The final episode of this season takes place at Bebbanburg, where the show and the novels have been leading from the beginning. How that return to Bebbanburg plays out in this series bears little resemblance to what happens in the novel The Flame Bearers on which it is very loosely based. Nevertheless, I think it’s safe to say that Bernard Cornwell must be pleased with this entire series and the direction it’s taken, given that he dedicated his final novel about Uhtred to Alexander Dreymon and the cast and crew of The Last Kingdom.
Now, let’s go to Bebbanburg.
The final scene of TLK Episode 9 left us with Athelstan facing the fortress and waiting for an answer to King Edward’s ultimatum: Give us Aethelhelm and Aelfwynn or we will besiege and kill you all. The response is an arrow bolt that lands a few feet from the aetheling. We take that as a no.

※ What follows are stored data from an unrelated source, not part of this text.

//! 패널 쌍 컨트롤러
//!
//! 두 디렉토리 모델과 활성 패널을 단독으로 소유한다. 렌더러, 입력 라우팅,
//! 작업 트리거는 모두 여기서 활성 패널을 읽어 간다.

use crate::core::actions::{find_action, Action};
use crate::models::{DirectoryModel, OperationRequest, Verb};
use crate::system::filesystem::FileSystem;
use crate::utils::error::{Result, TwinError};
use crossterm::event::KeyEvent;
use std::path::{Path, PathBuf};

#[derive(Debug, Clone, Copy, PartialEq, Eq, Default)]
pub enum Side {
    #[default]
    Left,
    Right,
}

impl Side {
    pub fn other(self) -> Side {
        match self {
            Side::Left => Side::Right,
            Side::Right => Side::Left,
        }
    }
}

/// 외부 프로그램으로 여는 방식
#[derive(Debug, Clone, Copy, PartialEq, Eq)]
pub enum LaunchKind {
    View,
    Edit,
}

/// 키 처리 결과
#[derive(Debug)]
pub enum PanelAction {
    NoOp,
    Navigated,
    RequestOperation(Verb),
    /// 진입/상위 이동 실패. 패널은 이전 스냅샷 그대로다.
    DescendFailed(TwinError),
    /// 실행 파일에서 Enter
    Execute(PathBuf),
    Launch(LaunchKind, PathBuf),
    /// 패널 밖에서 처리할 액션 (종료, 도움말)
    Unhandled(Action),
}

#[derive(Debug)]
pub struct PanelPair {
    left: DirectoryModel,
    right: DirectoryModel,
    active: Side,
    page_size: usize,
}

impl PanelPair {
    pub fn new(left: DirectoryModel, right: DirectoryModel) -> Self {
        Self {
            left,
            right,
            active: Side::Left,
            page_size: 10,
        }
    }

    pub fn open(
        fs: &dyn FileSystem,
        left: &Path,
        right: &Path,
        show_hidden: bool,
    ) -> Result<Self> {
        Ok(Self::new(
            DirectoryModel::load(fs, left, show_hidden)?,
            DirectoryModel::load(fs, right, show_hidden)?,
        ))
    }

    pub fn active_side(&self) -> Side {
        self.active
    }

    pub fn set_active_side(&mut self, side: Side) {
        self.active = side;
    }

    pub fn panel(&self, side: Side) -> &DirectoryModel {
        match side {
            Side::Left => &self.left,
            Side::Right => &self.right,
        }
    }

    pub fn panel_mut(&mut self, side: Side) -> &mut DirectoryModel {
        match side {
            Side::Left => &mut self.left,
            Side::Right => &mut self.right,
        }
    }

    pub fn active(&self) -> &DirectoryModel {
        self.panel(self.active)
    }

    pub fn active_mut(&mut self) -> &mut DirectoryModel {
        self.panel_mut(self.active)
    }

    pub fn other(&self) -> &DirectoryModel {
        self.panel(self.active.other())
    }

    /// PgUp/PgDn 이동 폭 (패널에 보이는 행 수)
    pub fn set_page_size(&mut self, rows: usize) {
        self.page_size = rows.max(1);
    }

    pub fn handle_key(&mut self, key: KeyEvent, fs: &dyn FileSystem) -> PanelAction {
        match find_action(key.modifiers, key.code) {
            Some(action) => self.apply(action, fs),
            None => PanelAction::NoOp,
        }
    }

    pub fn apply(&mut self, action: Action, fs: &dyn FileSystem) -> PanelAction {
        let page = self.page_size as isize;
        match action {
            Action::MoveUp => self.cursor(|m| m.move_cursor(-1)),
            Action::MoveDown => self.cursor(|m| m.move_cursor(1)),
            Action::PageUp => self.cursor(|m| m.move_cursor(-page)),
            Action::PageDown => self.cursor(|m| m.move_cursor(page)),
            Action::GoToTop => self.cursor(|m| m.go_top()),
            Action::GoToBottom => self.cursor(|m| m.go_bottom()),
            Action::TogglePanel => {
                self.active = self.active.other();
                PanelAction::Navigated
            }
            Action::EnterSelected => self.enter(fs),
            Action::GoToParent => self.ascend(fs),
            Action::View | Action::Edit => match self.active().current() {
                Some(entry) if !entry.is_dir() => {
                    let kind = if action == Action::View {
                        LaunchKind::View
                    } else {
                        LaunchKind::Edit
                    };
                    PanelAction::Launch(kind, entry.path.clone())
                }
                _ => PanelAction::NoOp,
            },
            Action::Copy => self.request(Verb::Copy),
            Action::Move => self.request(Verb::Move),
            Action::Delete => self.request(Verb::Delete),
            Action::MakeDirectory => PanelAction::RequestOperation(Verb::Mkdir),
            Action::ToggleMark => self.cursor(|m| {
                if let Some(index) = m.entry_index() {
                    m.toggle_mark(index);
                }
                m.move_cursor(1);
            }),
            Action::MarkAllFiles => self.cursor(|m| m.mark_all(|e| !e.is_dir())),
            Action::ClearMarks => self.cursor(|m| m.clear_marks()),
            Action::ToggleHidden => {
                let show = !self.active().show_hidden();
                match self.active().reload_with(fs, show) {
                    Ok(next) => {
                        *self.active_mut() = next;
                        PanelAction::Navigated
                    }
                    Err(err) => PanelAction::DescendFailed(err),
                }
            }
            Action::Refresh => {
                self.reload_all(fs);
                PanelAction::Navigated
            }
            Action::ShowHelp | Action::Quit => PanelAction::Unhandled(action),
        }
    }

    fn cursor<F>(&mut self, f: F) -> PanelAction
    where
        F: FnOnce(&mut DirectoryModel),
    {
        f(self.active_mut());
        PanelAction::Navigated
    }

    fn request(&self, verb: Verb) -> PanelAction {
        if self.active().selected_paths().is_empty() {
            PanelAction::NoOp
        } else {
            PanelAction::RequestOperation(verb)
        }
    }

    fn enter(&mut self, fs: &dyn FileSystem) -> PanelAction {
        if self.active().is_parent_row() {
            return self.ascend(fs);
        }
        let Some(entry) = self.active().current() else {
            return PanelAction::NoOp;
        };
        if entry.is_dir() {
            let path = entry.path.clone();
            return match self.navigate(self.active, &path, None, fs) {
                Ok(()) => PanelAction::Navigated,
                Err(err) => PanelAction::DescendFailed(err),
            };
        }
        if entry.executable {
            PanelAction::Execute(entry.path.clone())
        } else {
            PanelAction::Launch(LaunchKind::View, entry.path.clone())
        }
    }

    /// 상위 디렉토리로 이동하고 커서를 떠나온 디렉토리에 둔다
    pub fn ascend(&mut self, fs: &dyn FileSystem) -> PanelAction {
        let current = self.active().path().to_path_buf();
        let Some(parent) = current.parent() else {
            return PanelAction::NoOp;
        };
        let child = current
            .file_name()
            .map(|n| n.to_string_lossy().into_owned());
        match self.navigate(self.active, parent, child.as_deref(), fs) {
            Ok(()) => PanelAction::Navigated,
            Err(err) => PanelAction::DescendFailed(err),
        }
    }

    /// 한 패널을 다른 경로로 옮긴다. 실패하면 기존 스냅샷을 유지한다.
    pub fn navigate(
        &mut self,
        side: Side,
        path: &Path,
        focus: Option<&str>,
        fs: &dyn FileSystem,
    ) -> Result<()> {
        let show_hidden = self.panel(side).show_hidden();
        let mut next = DirectoryModel::load(fs, path, show_hidden).inspect_err(|err| {
            tracing::debug!(path = %path.display(), error = %err, "navigation failed");
        })?;
        if let Some(name) = focus {
            next.focus_name(name);
        }
        *self.panel_mut(side) = next;
        Ok(())
    }

    /// 경로가 같은 패널만 다시 읽는다. 다시 읽은 패널 수를 돌려준다.
    ///
    /// 디렉토리가 사라졌으면 아직 존재하는 가장 가까운 상위로 옮긴다.
    pub fn refresh_matching(&mut self, dirs: &[PathBuf], fs: &dyn FileSystem) -> usize {
        let mut refreshed = 0;
        for side in [Side::Left, Side::Right] {
            if dirs.iter().any(|d| d.as_path() == self.panel(side).path()) {
                self.reload_side(side, fs);
                refreshed += 1;
            }
        }
        refreshed
    }

    pub fn reload_all(&mut self, fs: &dyn FileSystem) {
        self.reload_side(Side::Left, fs);
        self.reload_side(Side::Right, fs);
    }

    fn reload_side(&mut self, side: Side, fs: &dyn FileSystem) {
        match self.panel(side).reload(fs) {
            Ok(next) => *self.panel_mut(side) = next,
            Err(err) => {
                tracing::warn!(error = %err, "panel directory vanished, moving up");
                let mut candidate = self.panel(side).path().parent().map(Path::to_path_buf);
                while let Some(dir) = candidate {
                    if self.navigate(side, &dir, None, fs).is_ok() {
                        break;
                    }
                    candidate = dir.parent().map(Path::to_path_buf);
                }
            }
        }
    }

    /// 활성 패널 선택 항목으로 작업 요청 생성 (Mkdir 제외)
    ///
    /// Copy/Move의 대상은 반대쪽 패널 경로다.
    pub fn build_request(&self, verb: Verb) -> Option<OperationRequest> {
        let sources = self.active().selected_paths();
        if sources.is_empty() {
            return None;
        }
        let destination = self.other().path().to_path_buf();
        match verb {
            Verb::Copy => Some(OperationRequest::copy(sources, destination)),
            Verb::Move => Some(OperationRequest::move_to(sources, destination)),
            Verb::Delete => Some(OperationRequest::delete(sources)),
            Verb::Mkdir => None,
        }
    }
}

Inside the fortress Wihtgar makes an executive decision about the best way to avoid an attack and in time-honored villainous fashion he drags Aelfwynn to the ramparts where Edward can see her threatened with a knife and then orders her to be pitched over the palisade. But Uhtred’s been lurking and Wihtgar is not only foiled he’s terrified because now his dang cousin is stalking him within his own walls.

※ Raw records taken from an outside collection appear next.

use ratatui::style::Color;
use serde::{Deserialize, Serialize};
use std::fs;
use std::path::Path;

/// 색상 테마
///
/// 기본 제공 테마(classic, dark, light) 외에 설정 디렉토리의
/// `themes/<이름>.toml` 파일로 사용자 테마를 정의할 수 있다.
#[derive(Debug, Clone, Serialize, Deserialize)]
pub struct Theme {
    // 패널
    pub panel_bg: ColorDef,
    pub panel_fg: ColorDef,
    pub panel_active_border: ColorDef,
    pub panel_inactive_border: ColorDef,
    pub header_fg: ColorDef,

    // 파일 리스트
    pub cursor_fg: ColorDef,
    pub cursor_bg: ColorDef,
    pub marked: ColorDef,
    pub directory: ColorDef,
    pub executable: ColorDef,
    pub symlink: ColorDef,

    // 바
    pub title_bar_bg: ColorDef,
    pub title_bar_fg: ColorDef,
    pub status_bar_bg: ColorDef,
    pub status_bar_fg: ColorDef,
    pub command_bar_bg: ColorDef,
    pub command_bar_fg: ColorDef,
    pub command_key_fg: ColorDef,
    pub command_line_fg: ColorDef,

    // 다이얼로그
    pub dialog_bg: ColorDef,
    pub dialog_fg: ColorDef,
    pub dialog_border: ColorDef,
    pub button_selected_bg: ColorDef,
    pub button_selected_fg: ColorDef,

    // 강조
    pub accent: ColorDef,
    pub warning: ColorDef,
    pub error: ColorDef,
    pub success: ColorDef,
}

/// Hex 문자열("#1e1e1e") 또는 색상 이름("Blue")
#[derive(Debug, Clone, Serialize, Deserialize)]
#[serde(untagged)]
pub enum ColorDef {
    Hex(String),
    Named(String),
}

impl ColorDef {
    pub fn to_color(&self) -> Color {
        match self {
            ColorDef::Hex(hex) => parse_hex_color(hex),
            ColorDef::Named(name) => parse_named_color(name),
        }
    }
}

impl From<&str> for ColorDef {
    fn from(s: &str) -> Self {
        if s.starts_with('#') {
            ColorDef::Hex(s.to_string())
        } else {
            ColorDef::Named(s.to_string())
        }
    }
}

fn parse_hex_color(hex: &str) -> Color {
    let hex = hex.trim_start_matches('#');
    if hex.len() != 6 {
        return Color::Reset;
    }
    let channel = |range: std::ops::Range<usize>| u8::from_str_radix(&hex[range], 16).unwrap_or(0);
    Color::Rgb(channel(0..2), channel(2..4), channel(4..6))
}

fn parse_named_color(name: &str) -> Color {
    match name.to_lowercase().as_str() {
        "black" => Color::Black,
        "red" => Color::Red,
        "green" => Color::Green,
        "yellow" => Color::Yellow,
        "blue" => Color::Blue,
        "magenta" => Color::Magenta,
        "cyan" => Color::Cyan,
        "gray" | "grey" => Color::Gray,
        "darkgray" | "darkgrey" => Color::DarkGray,
        "lightred" => Color::LightRed,
        "lightgreen" => Color::LightGreen,
        "lightyellow" => Color::LightYellow,
        "lightblue" => Color::LightBlue,
        "lightcyan" => Color::LightCyan,
        "white" => Color::White,
        _ => Color::Reset,
    }
}

impl Theme {
    /// 파란 패널의 전통적인 2패널 관리자 색 구성 (기본)
    pub fn classic() -> Self {
        Theme {
            panel_bg: "blue".into(),
            panel_fg: "white".into(),
            panel_active_border: "white".into(),
            panel_inactive_border: "gray".into(),
            header_fg: "yellow".into(),

            cursor_fg: "black".into(),
            cursor_bg: "cyan".into(),
            marked: "yellow".into(),
            directory: "white".into(),
            executable: "lightgreen".into(),
            symlink: "lightcyan".into(),

            title_bar_bg: "cyan".into(),
            title_bar_fg: "black".into(),
            status_bar_bg: "cyan".into(),
            status_bar_fg: "black".into(),
            command_bar_bg: "cyan".into(),
            command_bar_fg: "black".into(),
            command_key_fg: "white".into(),
            command_line_fg: "white".into(),

            dialog_bg: "gray".into(),
            dialog_fg: "black".into(),
            dialog_border: "white".into(),
            button_selected_bg: "cyan".into(),
            button_selected_fg: "black".into(),

            accent: "cyan".into(),
            warning: "yellow".into(),
            error: "red".into(),
            success: "green".into(),
        }
    }

    pub fn dark() -> Self {
        Theme {
            panel_bg: "#1e1e1e".into(),
            panel_fg: "#d4d4d4".into(),
            panel_active_border: "#0078d4".into(),
            panel_inactive_border: "#3c3c3c".into(),
            header_fg: "#dcdcaa".into(),

            cursor_fg: "#ffffff".into(),
            cursor_bg: "#0078d4".into(),
            marked: "#ffd700".into(),
            directory: "#569cd6".into(),
            executable: "#4ec9b0".into(),
            symlink: "#ce9178".into(),

            title_bar_bg: "#2d2d30".into(),
            title_bar_fg: "#ffffff".into(),
            status_bar_bg: "#007acc".into(),
            status_bar_fg: "#ffffff".into(),
            command_bar_bg: "#2d2d30".into(),
            command_bar_fg: "#cccccc".into(),
            command_key_fg: "#ffffff".into(),
            command_line_fg: "#d4d4d4".into(),

            dialog_bg: "#252526".into(),
            dialog_fg: "#d4d4d4".into(),
            dialog_border: "#0078d4".into(),
            button_selected_bg: "#0078d4".into(),
            button_selected_fg: "#ffffff".into(),

            accent: "#0078d4".into(),
            warning: "#ffa500".into(),
            error: "#f44747".into(),
            success: "#4ec9b0".into(),
        }
    }

    pub fn light() -> Self {
        Theme {
            panel_bg: "#ffffff".into(),
            panel_fg: "#1e1e1e".into(),
            panel_active_border: "#0078d4".into(),
            panel_inactive_border: "#cccccc".into(),
            header_fg: "#795e26".into(),

            cursor_fg: "#000000".into(),
            cursor_bg: "#add6ff".into(),
            marked: "#af00db".into(),
            directory: "#0066cc".into(),
            executable: "#008080".into(),
            symlink: "#a65e2b".into(),

            title_bar_bg: "#0078d4".into(),
            title_bar_fg: "#ffffff".into(),
            status_bar_bg: "#0078d4".into(),
            status_bar_fg: "#ffffff".into(),
            command_bar_bg: "#f3f3f3".into(),
            command_bar_fg: "#1e1e1e".into(),
            command_key_fg: "#0078d4".into(),
            command_line_fg: "#1e1e1e".into(),

            dialog_bg: "#f3f3f3".into(),
            dialog_fg: "#1e1e1e".into(),
            dialog_border: "#0078d4".into(),
            button_selected_bg: "#0078d4".into(),
            button_selected_fg: "#ffffff".into(),

            accent: "#0078d4".into(),
            warning: "#ff8c00".into(),
            error: "#e51400".into(),
            success: "#107c10".into(),
        }
    }

    /// 이름으로 테마 조회. 기본 제공 테마가 아니면 `themes_dir/<이름>.toml`을 읽는다.
    pub fn by_name(name: &str, themes_dir: Option<&Path>) -> Option<Self> {
        match name {
            "classic" => Some(Self::classic()),
            "dark" => Some(Self::dark()),
            "light" => Some(Self::light()),
            custom => {
                let path = themes_dir?.join(format!("{}.toml", custom));
                match Self::from_file(&path) {
                    Ok(theme) => Some(theme),
                    Err(err) => {
                        tracing::warn!(theme = custom, error = %err, "failed to load theme file");
                        None
                    }
                }
            }
        }
    }

    pub fn from_file(path: &Path) -> Result<Self, anyhow::Error> {
        let content = fs::read_to_string(path)?;
        let theme: Theme = toml::from_str(&content)?;
        Ok(theme)
    }
}

impl Default for Theme {
    fn default() -> Self {
        Self::classic()
    }
}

The mood inside the fortress is snarky because Wihtgar hates having to obey the Scots king, and the king and Wihtgar both hate Athelhelm. Well, everybody hates Aethelhelm.

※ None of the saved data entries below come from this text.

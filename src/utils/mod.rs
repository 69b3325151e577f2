// Utilities
pub mod error;
pub mod formatter;
pub mod path_display;
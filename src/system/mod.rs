// System Layer
pub mod config;
pub mod filesystem;
pub mod launcher;

pub use config::Config;
pub use filesystem::{FileSystem, LocalFileSystem};
pub use launcher::{ProcessLauncher, SystemLauncher};
// Data Models
pub mod directory;
pub mod file_entry;
pub mod operation;

pub use directory::DirectoryModel;
pub use file_entry::{Entry, EntryKind};
pub use operation::{
    CancelToken, ConflictResolution, ItemStatus, OperationId, OperationItem, OperationProgress,
    OperationRequest, OperationStatus, OperationSummary, Verb,
};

While teams of Edward’s warriors batter the fortress gates Uhtred and his cohorts including, to his surprise, Hild, manage to get Aelfwynn down to the sea gate and out of the fortress. We are reminded along the way that before Hild was a nun she was one of Uhtred’s companions and she was good with a sword. The guard who tries to stop her finds that out the hard way. Meantime Constantin sets a plan in motion that he hopes will lure Edward’s army toward the fortress even as the Scotts are approaching them from behind. Young Uhtred tries desperately to stop Edward from taking the bait, but the king refuses to listen. The Wessex men are about to be fighting on two fronts. I KNEW this was going to happen. But I didn’t foresee that Edward’s army would be outflanked and driven toward the cliff-edge. The show runners are cruel.
I don’t know how many minutes of screen time this gruesome battle lasts but a lot of warriors fall off that cliff. Uhtred is helpless to aid them until he spots Stiorra in the distance. It takes an awfully long time for him, with Finan and Sihtric at his heels, to grab a horse and dash to where Stiorra is about to retreat. And then he takes the time to tie his horse’s reins to a branch! Uhtred! Really?
It might not matter, though, because Stiorra is not in a fighting mood. It’s too late, she tells her father. The risk is too great. But Uhtred’s eloquence and promises persuade Stiorra and her Danes, and soon it’s the Scots who are fighting on two fronts. Some of them abandon the field and when Constantin sees them running he knows he’s beaten. He orders his men to burn the fortress and take as many hostages as possible.
Uhtred wants hostages, too, and he gives Pyrlig (who thankfully didn’t drown at sea) that task, then runs to the fortress where his cowardly cousin has been watching the battle from the ramparts. Athelstan hares after Uhtred, and the next several scenes take place inside the fortress and they are all about family discord. Uhtred stalks his cousin, while Athelstan confronts his half-brother and that snake Aethelhelm.
Athelstan (Harry Gilby) is a very engaging figure, just like the youthful Athelstan of the novels. The showrunners have given him a chance to reveal his character in several of this season’s episodes, and he really shines in this scene. He’s furious with Aethelhelm, yet compassionate toward Aethelweard. Luckily for the brothers, Aethelhelm himself delivers his own just reward. There is no family blood on the boys’ hands.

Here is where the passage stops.